■ **SUPPLIED RECORDS**:
%%

use std::sync::Once;

use log::LevelFilter;

/// Logger configuration.
///
/// `env_filter` follows the `env_logger` filter syntax (e.g. "debug",
/// "tumble_engine=trace,wgpu_core=warn") and wins over `RUST_LOG`.
#[derive(Debug, Clone)]
pub struct LoggingConfig {
    pub env_filter: Option<String>,

    /// Level used when neither `env_filter` nor `RUST_LOG` is set.
    pub default_level: LevelFilter,

    /// Cap applied to wgpu's own crates under the default level.
    pub gpu_level: LevelFilter,

    pub write_style: env_logger::WriteStyle,
}

impl Default for LoggingConfig {
    fn default() -> Self {
        Self {
            env_filter: None,
            default_level: LevelFilter::Info,
            gpu_level: LevelFilter::Warn,
            write_style: env_logger::WriteStyle::Auto,
        }
    }
}

const GPU_CRATES: [&str; 3] = ["wgpu_core", "wgpu_hal", "naga"];

static INIT: Once = Once::new();

/// Initializes the global logger once; later calls are ignored.
///
/// Call early in `main`, before the window runtime starts.
pub fn init_logging(config: LoggingConfig) {
    INIT.call_once(|| {
        let mut builder = env_logger::Builder::new();

        match config.env_filter.or_else(|| std::env::var("RUST_LOG").ok()) {
            Some(filter) => {
                builder.parse_filters(&filter);
            }
            None => {
                builder.filter_level(config.default_level);
                for krate in GPU_CRATES {
                    builder.filter_module(krate, config.gpu_level.min(config.default_level));
                }
            }
        }

        builder.write_style(config.write_style);

        if builder.try_init().is_err() {
            // Another logger was installed first (e.g. by a test harness).
            return;
        }

        log::debug!("logging initialized");
    });
}
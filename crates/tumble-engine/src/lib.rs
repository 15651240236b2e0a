//! Tumble engine crate.
//!
//! A small wgpu pipeline for a flat-colored cube: shader compile/link, static
//! geometry buffers, per-frame transform composition, a cancellable render loop
//! and the window runtime hosting it.

pub mod coords;
pub mod core;
pub mod device;
pub mod frame_loop;
pub mod geometry;
pub mod logging;
pub mod render;
pub mod shader;
pub mod time;
pub mod transform;
pub mod window;
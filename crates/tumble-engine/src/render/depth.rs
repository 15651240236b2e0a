use crate::coords::Viewport;
use crate::device::{create_checked, ResourceError};

/// Depth attachment sized to the surface.
pub(super) struct DepthTarget {
    format: wgpu::TextureFormat,
    viewport: Viewport,
    _texture: wgpu::Texture,
    view: wgpu::TextureView,
}

impl DepthTarget {
    pub(super) fn new(
        device: &wgpu::Device,
        format: wgpu::TextureFormat,
        viewport: Viewport,
    ) -> Result<Self, ResourceError> {
        let texture = create_checked(device, "tumble depth", || {
            device.create_texture(&wgpu::TextureDescriptor {
                label: Some("tumble depth"),
                size: wgpu::Extent3d {
                    width: viewport.width.max(1),
                    height: viewport.height.max(1),
                    depth_or_array_layers: 1,
                },
                mip_level_count: 1,
                sample_count: 1,
                dimension: wgpu::TextureDimension::D2,
                format,
                usage: wgpu::TextureUsages::RENDER_ATTACHMENT,
                view_formats: &[],
            })
        })?;
        let view = texture.create_view(&wgpu::TextureViewDescriptor::default());

        log::debug!("depth target {}x{} ({format:?})", viewport.width, viewport.height);

        Ok(Self {
            format,
            viewport,
            _texture: texture,
            view,
        })
    }

    pub(super) fn matches(&self, format: wgpu::TextureFormat, viewport: Viewport) -> bool {
        self.format == format && self.viewport == viewport
    }

    pub(super) fn view(&self) -> &wgpu::TextureView {
        &self.view
    }
}
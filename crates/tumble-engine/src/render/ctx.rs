use crate::coords::Viewport;

/// Device handles and attachment formats for drawing one frame.
pub struct RenderCtx<'a> {
    pub device: &'a wgpu::Device,
    pub queue: &'a wgpu::Queue,
    pub surface_format: wgpu::TextureFormat,
    pub depth_format: wgpu::TextureFormat,
    /// Physical pixels.
    pub viewport: Viewport,
}

impl<'a> RenderCtx<'a> {
    pub fn new(
        device: &'a wgpu::Device,
        queue: &'a wgpu::Queue,
        surface_format: wgpu::TextureFormat,
        depth_format: wgpu::TextureFormat,
        viewport: Viewport,
    ) -> Self {
        Self {
            device,
            queue,
            surface_format,
            depth_format,
            viewport,
        }
    }
}

/// The acquired swapchain image and the encoder the frame records into.
pub struct RenderTarget<'a> {
    pub encoder: &'a mut wgpu::CommandEncoder,
    pub color_view: &'a wgpu::TextureView,
}

impl<'a> RenderTarget<'a> {
    pub fn new(encoder: &'a mut wgpu::CommandEncoder, color_view: &'a wgpu::TextureView) -> Self {
        Self { encoder, color_view }
    }
}
//! GPU rendering subsystem.
//!
//! The renderer consumes a linked program plus static geometry and issues one
//! indexed draw per frame via wgpu. It owns its per-surface GPU resources
//! (pipeline, uniform buffers, depth target).

mod ctx;
mod depth;
mod renderer;

pub use ctx::{RenderCtx, RenderTarget};
pub use renderer::{RenderError, Renderer, RendererConfig, MODEL_UNIFORM, PROJECTION_UNIFORM};
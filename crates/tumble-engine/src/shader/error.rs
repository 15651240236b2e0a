use thiserror::Error;

use super::ShaderStage;

/// A shader stage failed to parse or validate.
///
/// `log` holds the full diagnostic, including the offending source span.
#[derive(Debug, Clone, Error)]
#[error("{stage} shader failed to compile:\n{log}")]
pub struct ShaderCompileError {
    pub stage: ShaderStage,
    pub log: String,
}

impl ShaderCompileError {
    pub(crate) fn new(stage: ShaderStage, log: impl Into<String>) -> Self {
        Self { stage, log: log.into() }
    }
}

/// A vertex/fragment pair could not be linked into a program.
#[derive(Debug, Clone, Error)]
#[error("program failed to link:\n{log}")]
pub struct ProgramLinkError {
    pub log: String,
}

impl ProgramLinkError {
    pub(crate) fn from_problems(problems: &[String]) -> Self {
        Self { log: problems.join("\n") }
    }
}
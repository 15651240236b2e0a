use wgpu::SurfaceError;
use winit::window::Window;

use crate::coords::Viewport;

use super::error::{DeviceInitError, SurfaceErrorAction};
use super::init::GpuInit;
use super::surface;

/// One acquired swapchain image plus the encoder recording into it.
///
/// Hand it back to [`Gpu::submit`] within the same frame.
pub struct GpuFrame {
    pub surface_texture: wgpu::SurfaceTexture,
    pub view: wgpu::TextureView,
    pub encoder: wgpu::CommandEncoder,
}

/// Rendering context bound to one window.
///
/// Owns the wgpu Instance/Device/Queue, the configured Surface and the
/// depth format renderers attach. All GPU work for the window goes through it.
pub struct Gpu<'w> {
    /// Kept alive for the surface's sake.
    _instance: wgpu::Instance,

    /// Surface lifetime is tied to the window via `'w`.
    surface: wgpu::Surface<'w>,

    device: wgpu::Device,
    queue: wgpu::Queue,

    config: wgpu::SurfaceConfiguration,
    depth_format: wgpu::TextureFormat,

    /// Current drawable size in physical pixels.
    viewport: Viewport,
}

impl<'w> Gpu<'w> {
    /// Creates a GPU context bound to a window.
    ///
    /// Adapter/device acquisition is asynchronous under wgpu.
    pub async fn new(window: &'w Window, init: GpuInit) -> Result<Self, DeviceInitError> {
        init.validate()?;

        let size = window.inner_size();
        if size.width == 0 || size.height == 0 {
            return Err(DeviceInitError::ZeroSize);
        }

        let GpuInit {
            prefer_srgb,
            present_mode,
            alpha_mode,
            required_features,
            required_limits,
            desired_maximum_frame_latency,
            depth_format,
        } = init;

        let instance = wgpu::Instance::new(&wgpu::InstanceDescriptor {
            backends: wgpu::Backends::all(),
            ..Default::default()
        });

        let surface = instance.create_surface(window)?;

        let adapter = instance
            .request_adapter(&wgpu::RequestAdapterOptions {
                power_preference: wgpu::PowerPreference::HighPerformance,
                compatible_surface: Some(&surface),
                force_fallback_adapter: false,
            })
            .await?;

        let (device, queue) = adapter
            .request_device(&wgpu::DeviceDescriptor {
                label: Some("tumble device"),
                required_features,
                required_limits,
                experimental_features: wgpu::ExperimentalFeatures::disabled(),
                memory_hints: wgpu::MemoryHints::Performance,
                trace: wgpu::Trace::Off,
            })
            .await?;

        let surface_caps = surface.get_capabilities(&adapter);
        let format = surface::choose_surface_format(&surface_caps, prefer_srgb)
            .ok_or(DeviceInitError::NoSurfaceFormat)?;
        let alpha_mode = surface::choose_alpha_mode(&surface_caps, alpha_mode);

        let config = wgpu::SurfaceConfiguration {
            usage: wgpu::TextureUsages::RENDER_ATTACHMENT,
            format,
            width: size.width,
            height: size.height,
            present_mode,
            alpha_mode,
            view_formats: vec![],
            desired_maximum_frame_latency,
        };

        surface.configure(&device, &config);

        let info = adapter.get_info();
        log::info!(
            "gpu ready: {} ({:?}), surface {:?} {}x{}",
            info.name,
            info.backend,
            format,
            size.width,
            size.height
        );

        Ok(Self {
            _instance: instance,
            surface,
            device,
            queue,
            config,
            depth_format,
            viewport: Viewport::new(size.width, size.height),
        })
    }

    /// Returns the active surface format.
    pub fn surface_format(&self) -> wgpu::TextureFormat {
        self.config.format
    }

    pub fn depth_format(&self) -> wgpu::TextureFormat {
        self.depth_format
    }

    /// Returns the current drawable size (physical pixels).
    pub fn viewport(&self) -> Viewport {
        self.viewport
    }

    /// Returns a reference to the logical device.
    pub fn device(&self) -> &wgpu::Device {
        &self.device
    }

    /// Returns a reference to the command queue.
    pub fn queue(&self) -> &wgpu::Queue {
        &self.queue
    }

    /// Reconfigures the surface after a resize.
    pub fn resize(&mut self, width: u32, height: u32) {
        surface::apply_resize(
            &self.surface,
            &self.device,
            &mut self.config,
            &mut self.viewport,
            Viewport::new(width, height),
        );
    }

    /// Acquires the next surface texture and creates an encoder.
    pub fn begin_frame(&self) -> Result<GpuFrame, SurfaceError> {
        let surface_texture = self.surface.get_current_texture()?;
        let view = surface_texture
            .texture
            .create_view(&wgpu::TextureViewDescriptor::default());

        let encoder = self
            .device
            .create_command_encoder(&wgpu::CommandEncoderDescriptor {
                label: Some("tumble frame encoder"),
            });

        Ok(GpuFrame {
            surface_texture,
            view,
            encoder,
        })
    }

    /// Submits the recorded commands and presents the frame.
    pub fn submit(&self, frame: GpuFrame) {
        let GpuFrame {
            surface_texture,
            view,
            encoder,
        } = frame;

        self.queue.submit(std::iter::once(encoder.finish()));
        drop(view);
        surface_texture.present();
    }

    /// Converts a `SurfaceError` into a higher-level action.
    pub fn handle_surface_error(&mut self, err: SurfaceError) -> SurfaceErrorAction {
        log::debug!("surface error: {err}");
        surface::map_surface_error(&self.surface, &self.device, &self.config, self.viewport, err)
    }
}
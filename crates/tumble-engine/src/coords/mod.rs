//! Surface-size types shared by the device layer and renderers.

mod viewport;

pub use viewport::Viewport;
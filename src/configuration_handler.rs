use crate::{configuration::Configuration, identity::AuthMode};
use clap::Parser;

#[derive(Debug, Clone, Parser)]
#[command(name = "delivery_booking", about = "Delivery slot booking service")]
pub struct ConfigurationHandler {
    #[arg(long, env = "PORT", default_value = "3000")]
    port: String,

    /// PostgreSQL connection URL. Without it bookings are kept in memory.
    #[arg(long, env = "DATABASE_URL")]
    database_url: Option<String>,

    #[arg(long, env = "DATABASE_POOL_SIZE", default_value_t = 10)]
    database_pool_size: u32,

    #[arg(long, env = "AUTH_MODE", value_enum, default_value_t = AuthMode::Strict)]
    auth_mode: AuthMode,

    #[arg(long, env = "LINE_PROFILE_URL", default_value = "https://api.line.me/v2/profile")]
    line_profile_url: String,

    /// Token accepted without asking LINE. Only honoured with anonymous fallback.
    #[arg(long, env = "DEV_TOKEN")]
    dev_token: Option<String>,
}

impl ConfigurationHandler {
    pub fn parse_arguments() -> Self {
        dotenvy::dotenv().ok();
        Self::parse()
    }
}

impl Configuration for ConfigurationHandler {
    fn port(&self) -> String {
        self.port.clone()
    }

    fn database_url(&self) -> Option<String> {
        self.database_url.clone().filter(|url| !url.is_empty())
    }

    fn database_pool_size(&self) -> u32 {
        self.database_pool_size
    }

    fn auth_mode(&self) -> AuthMode {
        self.auth_mode
    }

    fn line_profile_url(&self) -> String {
        self.line_profile_url.clone()
    }

    fn dev_token(&self) -> Option<String> {
        self.dev_token.clone()
    }
}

%%

■ **PROBLEM DESCRIPTION**: List every line above containing the word "window".

■ **RESULT BELOW**:
/// Call early in `main`, before the window runtime starts.
//! and the window runtime hosting it.
pub mod window;
use winit::window::Window;
/// Rendering context bound to one window.
/// depth format renderers attach. All GPU work for the window goes through it.
    /// Surface lifetime is tied to the window via `'w`.
    /// Creates a GPU context bound to a window.
    pub async fn new(window: &'w Window, init: GpuInit) -> Result<Self, DeviceInitError> {
        let size = window.inner_size();
        let surface = instance.create_surface(window)?;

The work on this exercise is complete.